1.      Find a short sale property located in a good rental market. Look for simple starter homes in family oriented areas located close to public transportation, schools and shopping.

2.      Place the minimum down payment and finance the rest using an affordable interest rate fixed for 30 years.

3.      Perform needed maintenance and repairs to bring the property up to a safe and secure living condition. Do not over-invest in the property. Use the KISS formula (keep it simple stupid). The goal is to provide safe and affordable housing.

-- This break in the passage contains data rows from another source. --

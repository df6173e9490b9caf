pub mod ftp;

use crate::error::DeployResult;
use async_trait::async_trait;
use std::path::Path;

#[derive(Debug, Clone, Copy, PartialEq, Eq)]
pub enum EntryKind {
    File,
    Directory,
    /// Anything else the server reports (symlinks, devices...), keyed by its
    /// type character in the listing.
    Other(char),
}

/// One row of a remote directory listing.
#[derive(Debug, Clone, PartialEq, Eq)]
pub struct RemoteEntry {
    pub name: String,
    pub kind: EntryKind,
}

impl RemoteEntry {
    pub fn file(name: impl Into<String>) -> Self {
        Self {
            name: name.into(),
            kind: EntryKind::File,
        }
    }

    pub fn directory(name: impl Into<String>) -> Self {
        Self {
            name: name.into(),
            kind: EntryKind::Directory,
        }
    }
}

/// A single authenticated FTP connection.
///
/// `connect` must succeed before any other operation. Paths are relative to
/// the working folder selected while connecting.
#[cfg_attr(test, mockall::automock)]
#[async_trait]
pub trait FtpSession: Send + Sync {
    async fn connect(&mut self) -> DeployResult<()>;
    async fn list(&mut self, path: &str) -> DeployResult<Vec<RemoteEntry>>;
    async fn delete_file(&mut self, path: &str) -> DeployResult<()>;
    /// Fails when the directory still has children.
    async fn remove_directory(&mut self, path: &str) -> DeployResult<()>;
    async fn create_directory(&mut self, path: &str) -> DeployResult<()>;
    /// Returns the number of bytes sent.
    async fn upload_file(&mut self, local_path: &Path, remote_path: &str) -> DeployResult<u64>;
    async fn disconnect(&mut self) -> DeployResult<()>;
}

4.      Market your property to the Section 8 housing program via the local HUD office. Section 8 provides rental assistance to low income households. You will need to fill out a property information sheet and have the home inspected (usually free) by a HUD inspector.

5.      Determine the Fair Market Rent. HUD typically pays all or a portion of the rent for low income households based upon the fair market rent for your area. FMR can vary widely depending upon the area the house is located but a typical 3/2 home in a small town in Florida will go for just over $1,000 while another in California may be double that. Once approved, you can now show the home to prospective tenants just like you would any other program. To determine the Fair Market Rents in your area view the current 2010 FMR schedule at http://www.huduser.org/datasets/fmr.html.

6.      Sign a lease. Collecting rent directly from the federal government dramatically reduces the likelihood of skipped rental payments but it is still important to carefully screen tenants and sign a lease just like you would for any rental. Many tenants may be responsible for only a very small portion of the monthly rent but other issues like damages, repairs etc still should be clearly indicated.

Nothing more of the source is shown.